SSE plc agreed at the end of December to sell all of its interests in its portfolio of gas exploration and production (E&P) assets to Viaro Energy via its subsidiary RockRose Energy Limited for £120 million. The portfolio includes non-operational equity shares in more than 15 producing fields in three regions in the North Sea: the Easington Catchment Area, the Bacton Catchment Area, and the Greater Laggan Area.
“We have said for some time that gas exploration and production assets are inconsistent with our future ambitions and vision to be a leading energy company in a net-zero world,” Gregor Alexander, Finance Director, said.
Glacier Energy, a provider of specialist products, services and engineering solutions for energy infrastructure, said in December it had won a contract worth around £1 million by PBS to provide export gas coolers for Total Exploration and Production UK’s (TEPUK) North Alwyn Platform in the North Sea.
i3 Energy has relinquished UKCS Licence P.1987 after it had been evaluated as sub-commercial by i3 and in an 'independent competent person' report and as such does not represent a viable commercial development, i3 Energy said on 4 January.
Aberdeen-based Drillmar Resources said it had entered into a strategic alliance with V.Ships Offshore, expanding its global recruitment and crew management capabilities.
“With access to an international offshore marine service offering, the alliance will support us in extending our global footprint, while V.Ships Offshore will add further specialised Drilling and Well Services capability to their portfolio,” Drillmar Resources said.
Shell has postponed the marine 3D seismic survey over the Resolution and Endeavour gas discoveries, the minority partner in the licences, Egdon Resources, said in early January. Initially, the survey was planned for Q1 2021, but it has now been postponed and is expected to be acquired in February 2022 rather than Q1 2021.
A few days later, Egdon Resources said the Wressle Oil Field Development continued to be on track for first oil by the end of January.
Boskalis announced on 5 January the acquisition of all the shares of Rever Offshore’s subsea services business. Rever Offshore offers a broad range of solutions in the area of subsea construction, inspection, repair and maintenance.
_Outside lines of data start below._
#[cfg(test)]
mod tests {
    use super::*;
    use crate::output::OutputFormat;
    use ballotbox_core::{EditSession, PollOption};

    fn poll(id: &str, question: &str, options: &[(&str, &str)]) -> Poll {
        Poll {
            id: Id::from(id),
            question: question.to_string(),
            options: options
                .iter()
                .map(|&(id, text)| PollOption {
                    id: Id::from(id),
                    text: text.to_string(),
                    votes: 0,
                })
                .collect(),
        }
    }

    fn polls() -> Vec<Poll> {
        vec![
            poll("65f1aa01", "Best fruit?", &[("o1", "Apple"), ("o2", "Banana")]),
            poll("65f1bb02", "Lunch?", &[("o3", "Pizza"), ("o4", "Tacos")]),
        ]
    }

    fn quiet() -> Output {
        Output::new(OutputFormat::Quiet)
    }

    fn texts(draft: &DraftEditor) -> Vec<String> {
        draft.draft().options.iter().map(|o| o.text.clone()).collect()
    }

    #[test]
    fn test_resolve_poll_by_prefix() {
        let polls = polls();
        assert_eq!(resolve_poll(&polls, "65f1bb").unwrap(), Id::from("65f1bb02"));
        assert_eq!(resolve_poll(&polls, "65f1aa01").unwrap(), Id::from("65f1aa01"));
        assert!(resolve_poll(&polls, "65f1").is_err());
        assert!(resolve_poll(&polls, "zz").is_err());
    }

    #[test]
    fn test_resolve_exact_id_beats_prefix() {
        let polls = vec![
            poll("1", "One", &[("a", "A"), ("b", "B")]),
            poll("12", "Twelve", &[("c", "C"), ("d", "D")]),
        ];
        assert_eq!(resolve_poll(&polls, "1").unwrap(), Id::from("1"));
    }

    #[test]
    fn test_resolve_option() {
        let polls = polls();
        assert_eq!(resolve_option(&polls[0], "o2").unwrap(), Id::from("o2"));
        assert_eq!(resolve_option(&polls[0], "apple").unwrap(), Id::from("o1"));
        let err = resolve_option(&polls[0], "Cherry").unwrap_err();
        assert!(err.to_string().contains("Apple (o1)"));
    }

    #[test]
    fn test_parse_set() {
        assert_eq!(parse_set("2=Banana split").unwrap(), (2, "Banana split"));
        assert_eq!(parse_set("1=").unwrap(), (1, ""));
        assert!(parse_set("Banana").is_err());
        assert!(parse_set("0=Zero").is_err());
        assert!(parse_set("x=Y").is_err());
    }

    #[test]
    fn test_apply_text_to_new_draft() {
        let mut draft = DraftEditor::new();
        apply_text(
            &mut draft,
            &DraftText {
                question: "Best fruit?".to_string(),
                options: vec!["Apple".into(), "Banana".into(), "Cherry".into()],
            },
        )
        .unwrap();

        assert_eq!(draft.draft().question, "Best fruit?");
        assert_eq!(texts(&draft), vec!["Apple", "Banana", "Cherry"]);
    }

    fn ids(draft: &DraftEditor) -> Vec<Option<Id>> {
        draft.draft().options.iter().map(|o| o.id.clone()).collect()
    }

    #[test]
    fn test_apply_text_keeps_ids_when_middle_line_deleted() {
        let mut original = poll("p", "Q", &[("a", "A"), ("b", "B"), ("c", "C")]);
        original.options[1].votes = 7;
        let mut draft = DraftEditor::new();
        draft.begin_edit(&original);

        let rendered = editor::render_draft(draft.draft(), "Editing poll p");
        let edited = rendered.replace("- [#b] B\n", "");
        apply_text(&mut draft, &editor::parse_draft(&edited)).unwrap();

        let sent: Vec<_> = draft
            .validate()
            .unwrap()
            .into_update_request()
            .options
            .into_iter()
            .map(|o| (o.id, o.text))
            .collect();
        assert_eq!(
            sent,
            vec![
                (Some(Id::from("a")), "A".to_string()),
                (Some(Id::from("c")), "C".to_string()),
            ]
        );
    }

    #[test]
    fn test_apply_text_blanks_first_two_and_appends_new() {
        let mut draft = DraftEditor::new();
        draft.begin_edit(&poll(
            "p",
            "Q",
            &[("a", "A"), ("b", "B"), ("c", "C"), ("d", "D")],
        ));

        apply_text(
            &mut draft,
            &DraftText {
                question: "Q".to_string(),
                options: vec![
                    OptionText {
                        id: Some("d".to_string()),
                        text: "D2".to_string(),
                    },
                    OptionText::from("E"),
                ],
            },
        )
        .unwrap();

        assert_eq!(texts(&draft), vec!["", "", "D2", "E"]);
        assert_eq!(
            ids(&draft),
            vec![
                Some(Id::from("a")),
                Some(Id::from("b")),
                Some(Id::from("d")),
                None
            ]
        );
    }

    #[test]
    fn test_apply_text_rejects_unknown_and_repeated_tags() {
        let tagged = |id: &str, text: &str| OptionText {
            id: Some(id.to_string()),
            text: text.to_string(),
        };
        let mut draft = DraftEditor::new();
        draft.begin_edit(&poll("p", "Q", &[("a", "A"), ("b", "B")]));

        let unknown = DraftText {
            question: "Q".to_string(),
            options: vec![tagged("a", "A"), tagged("zz", "Z")],
        };
        assert!(apply_text(&mut draft, &unknown).is_err());

        let repeated = DraftText {
            question: "Q".to_string(),
            options: vec![tagged("a", "A"), tagged("a", "A again")],
        };
        assert!(apply_text(&mut draft, &repeated).is_err());
    }

    #[test]
    fn test_apply_edit_args() {
        let mut draft = DraftEditor::new();
        draft.begin_edit(&poll(
            "p",
            "Best fruit?",
            &[("a", "Apple"), ("b", "Banana"), ("c", "Cherry"), ("d", "Date")],
        ));

        let args = EditArgs {
            question: Some("Best fruits?".to_string()),
            set: vec!["2=Blueberry".to_string()],
            add: vec!["Elderberry".to_string()],
            remove: vec![1, 3],
        };
        apply_edit_args(&mut draft, &args, &quiet()).unwrap();

        assert_eq!(draft.session(), &EditSession::Edit(Id::from("p")));
        assert_eq!(draft.draft().question, "Best fruits?");
        assert_eq!(texts(&draft), vec!["Apple", "Blueberry", "Date", "Elderberry"]);

        assert_eq!(
            ids(&draft),
            vec![Some(Id::from("a")), Some(Id::from("b")), Some(Id::from("d")), None]
        );
    }

    #[test]
    fn test_apply_edit_args_bad_position() {
        let mut draft = DraftEditor::new();
        let args = EditArgs {
            set: vec!["5=Nope".to_string()],
            ..Default::default()
        };
        assert!(apply_edit_args(&mut draft, &args, &quiet()).is_err());
    }
}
Neptune Energy awarded on 12 January integrity management and fabric maintenance contracts for its operated gas production platform Cygnus in the UK Southern North Sea, to Oceaneering and Stork, for around US$6.5 million. The three-year contracts, with two one-year options to extend, will see Oceaneering supply integrity management services covering pressure systems, structural, pipeline, erosion management and offshore inspection services. In addition, Oceaneering will work closely with Stork which will deliver fabric maintenance and scaffolding services for Cygnus.
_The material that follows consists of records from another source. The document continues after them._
//! Error handling
//!
//! Typed errors for draft validation, draft editing and Poll Service calls.
//! None of them are fatal: validation errors are fixed by editing the draft,
//! network errors by retrying the same operation.

use thiserror::Error;

/// A draft that cannot be submitted
#[derive(Error, Debug, Clone, Copy, PartialEq, Eq)]
pub enum ValidationError {
    /// The trimmed question is empty
    #[error("Please enter a question")]
    MissingQuestion,

    /// Fewer than two options have non-empty text
    #[error("Please enter at least 2 options")]
    InsufficientOptions,
}

/// Option position outside the draft
#[derive(Error, Debug, Clone, Copy, PartialEq, Eq)]
#[error("Option index {index} is out of range (draft has {len} options)")]
pub struct IndexError {
    pub index: usize,
    pub len: usize,
}

/// A failed call to the Poll Service
#[derive(Error, Debug)]
pub enum NetworkError {
    /// The configured base URL cannot be used to build request URLs
    #[error("Invalid Poll Service URL '{url}': {details}")]
    InvalidBaseUrl { url: String, details: String },

    /// Connection, timeout or body transfer failure
    #[error("Request to '{url}' failed: {source}")]
    Transport {
        url: String,
        #[source]
        source: reqwest::Error,
    },

    /// The service answered with a non-success status
    #[error("Poll Service returned {status} for '{url}': {body}")]
    Status {
        url: String,
        status: u16,
        body: String,
    },

    /// The response body could not be understood
    #[error("Malformed response from '{url}': {details}")]
    MalformedResponse { url: String, details: String },
}

impl NetworkError {
    /// Check if retrying the same call may succeed
    pub fn is_recoverable(&self) -> bool {
        match self {
            NetworkError::Transport { .. } => true,
            NetworkError::Status { status, .. } => *status >= 500 || *status == 429,
            NetworkError::InvalidBaseUrl { .. } | NetworkError::MalformedResponse { .. } => false,
        }
    }

    /// Get a recovery suggestion for this error
    pub fn recovery_suggestion(&self) -> Option<&'static str> {
        match self {
            NetworkError::InvalidBaseUrl { .. } => {
                Some("Set a valid server address with: ballot config set base_url http://host:port")
            }
            NetworkError::Transport { .. } => {
                Some("Check that the Poll Service is running and reachable, then try again.")
            }
            NetworkError::Status { status: 404, .. } => {
                Some("The poll may have been deleted. Run `ballot list` to refresh.")
            }
            NetworkError::Status { status, .. } if *status >= 500 => {
                Some("The Poll Service had an internal error. Try again later.")
            }
            NetworkError::MalformedResponse { .. } => {
                Some("The server at base_url does not look like a Poll Service.")
            }
            _ => None,
        }
    }
}

/// Errors returned by Poll Store operations
#[derive(Error, Debug)]
pub enum PollError {
    #[error(transparent)]
    Validation(#[from] ValidationError),

    #[error(transparent)]
    Network(#[from] NetworkError),
}

impl PollError {
    /// The validation error, if the draft was rejected locally
    pub fn as_validation(&self) -> Option<ValidationError> {
        match self {
            PollError::Validation(e) => Some(*e),
            PollError::Network(_) => None,
        }
    }
}

/// Result type for Poll Service calls
pub type NetworkResult<T> = Result<T, NetworkError>;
Maersk Drilling said on 13 January it had been awarded a contract from Spirit Energy for the harsh-environment jack-up rig Maersk Resolve to drill one development well at Grove North East in the UK North Sea. The contract is expected to begin in March 2021, with an estimated duration of 131 days.
Hurricane Energy plc said in its trading and operations update on 14 January that production in line with expectations, a December lifting from the Lancaster field, and higher oil prices combined to deliver a US$19 million increase in net free cash at year-end compared to end-November 2020.
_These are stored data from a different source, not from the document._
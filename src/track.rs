use std::sync::Arc;

use anyhow::Result;
use bundl_application::prelude::{track_location_samples, SubscriptionManager};
use bundl_core::{
    entities::{GeoCoordinate, LocationSample, SubscriptionStatus},
    gateways::{clock::Clock, topic::TopicGateway},
};
use futures::{stream, Stream, StreamExt};
use tokio::io::{AsyncBufRead, AsyncBufReadExt, BufReader};

const FALLBACK_MARKER: &str = "fallback";

/// Feed the locations read from stdin into the manager
/// until the input ends.
pub async fn run<G, C>(manager: Arc<SubscriptionManager<G, C>>, cleanup_on_exit: bool) -> Result<()>
where
    G: TopicGateway + Send + Sync + 'static,
    C: Clock + Send + Sync + 'static,
{
    let mut status_rx = manager.watch_status();
    let reporter = tokio::spawn({
        let manager = Arc::clone(&manager);
        async move {
            while status_rx.changed().await.is_ok() {
                let status = *status_rx.borrow_and_update();
                if status == SubscriptionStatus::Updating {
                    continue;
                }
                println!("{status}: {}", manager.info().summary());
            }
        }
    });

    let samples = location_samples(BufReader::new(tokio::io::stdin()));
    track_location_samples(&manager, samples).await;
    reporter.abort();

    let info = manager.info();
    if let Some(pos) = info.last_location {
        println!("Last location: {pos}");
    }
    for cell in sorted_cells(&manager) {
        println!("{cell}");
    }
    println!("{}", info.summary());

    if cleanup_on_exit {
        manager.cleanup().await;
    }
    Ok(())
}

fn sorted_cells<G, C>(manager: &SubscriptionManager<G, C>) -> Vec<String>
where
    G: TopicGateway + Send + Sync,
    C: Clock + Send + Sync,
{
    let mut cells: Vec<_> = manager
        .current_cells()
        .into_iter()
        .map(|cell| cell.into_string())
        .collect();
    cells.sort();
    cells
}

/// One location per line as `lat,lon`, optionally followed
/// by `fallback` for positions that were not provided by the user.
pub fn location_samples<R>(reader: R) -> impl Stream<Item = LocationSample>
where
    R: AsyncBufRead + Unpin,
{
    stream::unfold(reader.lines(), |mut lines| async move {
        match lines.next_line().await {
            Ok(Some(line)) => Some((line, lines)),
            Ok(None) => None,
            Err(err) => {
                log::error!("Failed to read location: {err}");
                None
            }
        }
    })
    .filter_map(|line| async move { parse_sample(&line) })
}

fn parse_sample(line: &str) -> Option<LocationSample> {
    let line = line.trim();
    if line.is_empty() || line.starts_with('#') {
        return None;
    }
    let (pos, is_user_provided) = match line.strip_suffix(FALLBACK_MARKER) {
        Some(pos) if pos.ends_with(char::is_whitespace) => (pos.trim_end(), false),
        _ => (line, true),
    };
    match pos.parse::<GeoCoordinate>() {
        Ok(pos) if is_user_provided => Some(LocationSample::user_provided(pos)),
        Ok(pos) => Some(LocationSample::fallback(pos)),
        Err(err) => {
            log::warn!("Ignoring invalid location '{line}': {err}");
            None
        }
    }
}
“As previously reported, we are currently engaging with our stakeholders on a proposed development plan for Lancaster and its associated funding, in order to maximise the potential value of our assets,” Hurricane CEO Antony Maris said.
Wood plc’s trading update on the same day showed growth in activity in renewables and resilient performance in 2020.
“Looking ahead, while near term headwinds remain in 2021, we see significant opportunities from the accelerating pace of energy transition and will optimise our operating model to unlock stronger medium term growth,” chief executive Robin Watson said in a statement.